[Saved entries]
════════════════════

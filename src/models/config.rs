//! Configuration-related data structures

use serde::{Deserialize, Serialize};
use std::path::PathBuf;

/// Main configuration settings for mapping a source tree
#[derive(Debug, Clone, PartialEq, Serialize, Deserialize)]
pub struct Settings {
    /// Root directory to map
    pub scan_path: PathBuf,

    /// File extensions (without the dot) treated as parseable modules
    pub source_extensions: Vec<String>,

    /// File names certifying a directory as a package root
    pub marker_files: Vec<String>,

    /// Glob patterns for entries to skip while mapping
    pub exclude_patterns: Vec<String>,

    /// Maximum directory depth to map below the root
    pub max_depth: Option<usize>,

    /// Whether to follow symbolic links during directory traversal
    pub follow_links: bool,

    /// Whether to map sub-directories and files in parallel
    pub parallel: bool,

    /// Worker threads for parallel mapping (defaults to the CPU count)
    pub threads: Option<usize>,

    /// Give up mapping after this many seconds
    pub timeout_secs: Option<u64>,

    /// Output format (text, json, dot)
    pub output_format: OutputFormat,

    /// Output file path (if not specified, output to stdout)
    pub output_file: Option<PathBuf>,
}

impl Default for Settings {
    fn default() -> Self {
        Self {
            scan_path: PathBuf::from("."),
            source_extensions: vec!["py".to_string()],
            marker_files: vec![
                "__init__.py".to_string(),
                "setup.py".to_string(),
                "pyproject.toml".to_string(),
            ],
            exclude_patterns: [
                ".git",
                ".hg",
                "__pycache__",
                ".venv",
                "venv",
                ".tox",
                ".nox",
                ".mypy_cache",
                ".pytest_cache",
                "build",
                "dist",
                "*.egg-info",
            ]
            .into_iter()
            .map(String::from)
            .collect(),
            max_depth: None,
            follow_links: false,
            parallel: false,
            threads: None,
            timeout_secs: None,
            output_format: OutputFormat::Text,
            output_file: None,
        }
    }
}

impl Settings {
    /// Settings with defaults rooted at `scan_path`
    pub fn for_path(scan_path: impl Into<PathBuf>) -> Self {
        Self {
            scan_path: scan_path.into(),
            ..Self::default()
        }
    }
}

/// Supported output formats
#[derive(Debug, Clone, Copy, PartialEq, Eq, Serialize, Deserialize)]
#[serde(rename_all = "lowercase")]
pub enum OutputFormat {
    /// Indented tree listing
    Text,
    /// JSON serialization of the node tree
    Json,
    /// Graphviz DOT of the import graph
    Dot,
}

impl std::str::FromStr for OutputFormat {
    type Err = String;

    fn from_str(s: &str) -> Result<Self, Self::Err> {
        match s.to_lowercase().as_str() {
            "text" => Ok(OutputFormat::Text),
            "json" => Ok(OutputFormat::Json),
            "dot" => Ok(OutputFormat::Dot),
            _ => Err(format!("Invalid output format: {}", s)),
        }
    }
}

impl std::fmt::Display for OutputFormat {
    fn fmt(&self, f: &mut std::fmt::Formatter<'_>) -> std::fmt::Result {
        match self {
            OutputFormat::Text => write!(f, "text"),
            OutputFormat::Json => write!(f, "json"),
            OutputFormat::Dot => write!(f, "dot"),
        }
    }
}

/// Partial settings for configuration merging
#[derive(Debug, Clone, Default, PartialEq, Serialize, Deserialize)]
pub struct PartialSettings {
    pub scan_path: Option<PathBuf>,
    pub source_extensions: Option<Vec<String>>,
    pub marker_files: Option<Vec<String>>,
    pub exclude_patterns: Option<Vec<String>>,
    pub max_depth: Option<usize>,
    pub follow_links: Option<bool>,
    pub parallel: Option<bool>,
    pub threads: Option<usize>,
    pub timeout_secs: Option<u64>,
    pub output_format: Option<OutputFormat>,
    pub output_file: Option<PathBuf>,
}

impl PartialSettings {
    /// Merge another PartialSettings into this one
    /// Fields from `other` take precedence over existing fields
    pub fn merge_from(&mut self, other: PartialSettings) {
        if other.scan_path.is_some() {
            self.scan_path = other.scan_path;
        }
        if other.source_extensions.is_some() {
            self.source_extensions = other.source_extensions;
        }
        if other.marker_files.is_some() {
            self.marker_files = other.marker_files;
        }
        if other.exclude_patterns.is_some() {
            self.exclude_patterns = other.exclude_patterns;
        }
        if other.max_depth.is_some() {
            self.max_depth = other.max_depth;
        }
        if other.follow_links.is_some() {
            self.follow_links = other.follow_links;
        }
        if other.parallel.is_some() {
            self.parallel = other.parallel;
        }
        if other.threads.is_some() {
            self.threads = other.threads;
        }
        if other.timeout_secs.is_some() {
            self.timeout_secs = other.timeout_secs;
        }
        if other.output_format.is_some() {
            self.output_format = other.output_format;
        }
        if other.output_file.is_some() {
            self.output_file = other.output_file;
        }
    }

    /// Convert partial settings to full settings
    /// Uses defaults for any fields that are None
    pub fn to_settings(&self) -> Settings {
        let mut settings = Settings::default();

        if let Some(scan_path) = &self.scan_path {
            settings.scan_path = scan_path.clone();
        }
        if let Some(source_extensions) = &self.source_extensions {
            settings.source_extensions = source_extensions.clone();
        }
        if let Some(marker_files) = &self.marker_files {
            settings.marker_files = marker_files.clone();
        }
        if let Some(exclude_patterns) = &self.exclude_patterns {
            settings.exclude_patterns = exclude_patterns.clone();
        }
        if let Some(max_depth) = self.max_depth {
            settings.max_depth = Some(max_depth);
        }
        if let Some(follow_links) = self.follow_links {
            settings.follow_links = follow_links;
        }
        if let Some(parallel) = self.parallel {
            settings.parallel = parallel;
        }
        if let Some(threads) = self.threads {
            settings.threads = Some(threads);
        }
        if let Some(timeout_secs) = self.timeout_secs {
            settings.timeout_secs = Some(timeout_secs);
        }
        if let Some(output_format) = self.output_format {
            settings.output_format = output_format;
        }
        if let Some(output_file) = &self.output_file {
            settings.output_file = Some(output_file.clone());
        }

        settings
    }
}
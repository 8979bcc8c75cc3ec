use std::path::Path;
use pysourcegraph::{
    error::Result,
    parsers::{Declaration, PythonParser},
};

fn declarations(source: &str) -> Result<Vec<Declaration>> {
    let parser = PythonParser::new()?;
    Ok(parser.parse_source(Path::new("sample.py"), source)?.declarations)
}

fn targets(declarations: &[Declaration]) -> Vec<&str> {
    declarations
        .iter()
        .filter_map(|d| match d {
            Declaration::Import { target, .. } => Some(target.as_str()),
            _ => None,
        })
        .collect()
}

#[test]
fn test_import_forms() -> Result<()> {
    let source = "\
import os
import xml.etree.ElementTree as ET
from collections import OrderedDict, defaultdict as dd
from . import sibling
from ..parent.mod import Thing
from typing import (
    Any,
    Optional,
)
from star import *
";
    let found = declarations(source)?;

    assert_eq!(
        targets(&found),
        vec![
            "os",
            "xml.etree.ElementTree",
            "collections.OrderedDict",
            "collections.defaultdict",
            "sibling",
            "parent.mod.Thing",
            "typing.Any",
            "typing.Optional",
            "star.*",
        ]
    );
    assert_eq!(
        found[1],
        Declaration::Import {
            target: "xml.etree.ElementTree".to_string(),
            alias: Some("ET".to_string()),
        }
    );
    assert_eq!(
        found[3],
        Declaration::Import {
            target: "collections.defaultdict".to_string(),
            alias: Some("dd".to_string()),
        }
    );
    Ok(())
}

#[test]
fn test_imports_inside_functions_are_found() -> Result<()> {
    let source = "\
def lazy():
    import heavy
    try:
        from fast import impl
    except ImportError:
        impl = None
";
    let found = declarations(source)?;

    assert_eq!(targets(&found), vec!["heavy", "fast.impl"]);
    Ok(())
}

#[test]
fn test_class_and_method_docstrings() -> Result<()> {
    let source = r#"
class Repository:
    '''Stores things.'''

    def get(self, key, default=None):
        """Fetch one item.

        Returns the default when missing.
        """

    def put(self, key, value, *, overwrite=False):
        return None
"#;
    let found = declarations(source)?;

    assert_eq!(
        found,
        vec![
            Declaration::Class {
                name: "Repository".to_string(),
                docstring: Some("Stores things.".to_string()),
            },
            Declaration::Function {
                name: "get".to_string(),
                docstring: Some("Fetch one item.\n\nReturns the default when missing.".to_string()),
                arguments: vec!["self".to_string(), "key".to_string(), "default".to_string()],
            },
            Declaration::Function {
                name: "put".to_string(),
                docstring: None,
                arguments: vec!["self".to_string(), "key".to_string(), "value".to_string()],
            },
        ]
    );
    Ok(())
}

#[test]
fn test_byte_and_format_strings_are_not_docstrings() -> Result<()> {
    let source = "\
def raw():
    b'bytes'

def formatted(name):
    f'hello {name}'
";
    let found = declarations(source)?;

    for declaration in found {
        match declaration {
            Declaration::Function { docstring, .. } => assert_eq!(docstring, None),
            other => panic!("unexpected declaration {:?}", other),
        }
    }
    Ok(())
}

#[test]
fn test_lambda_and_assignments_are_ignored() -> Result<()> {
    let found = declarations("square = lambda x: x * x\nvalue = 3\n")?;
    assert!(found.is_empty());
    Ok(())
}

════════════════════

Exercise directions | Using the entries, state how many of their lines hold "PythonParser"; give the number and no more.

Answer space | 2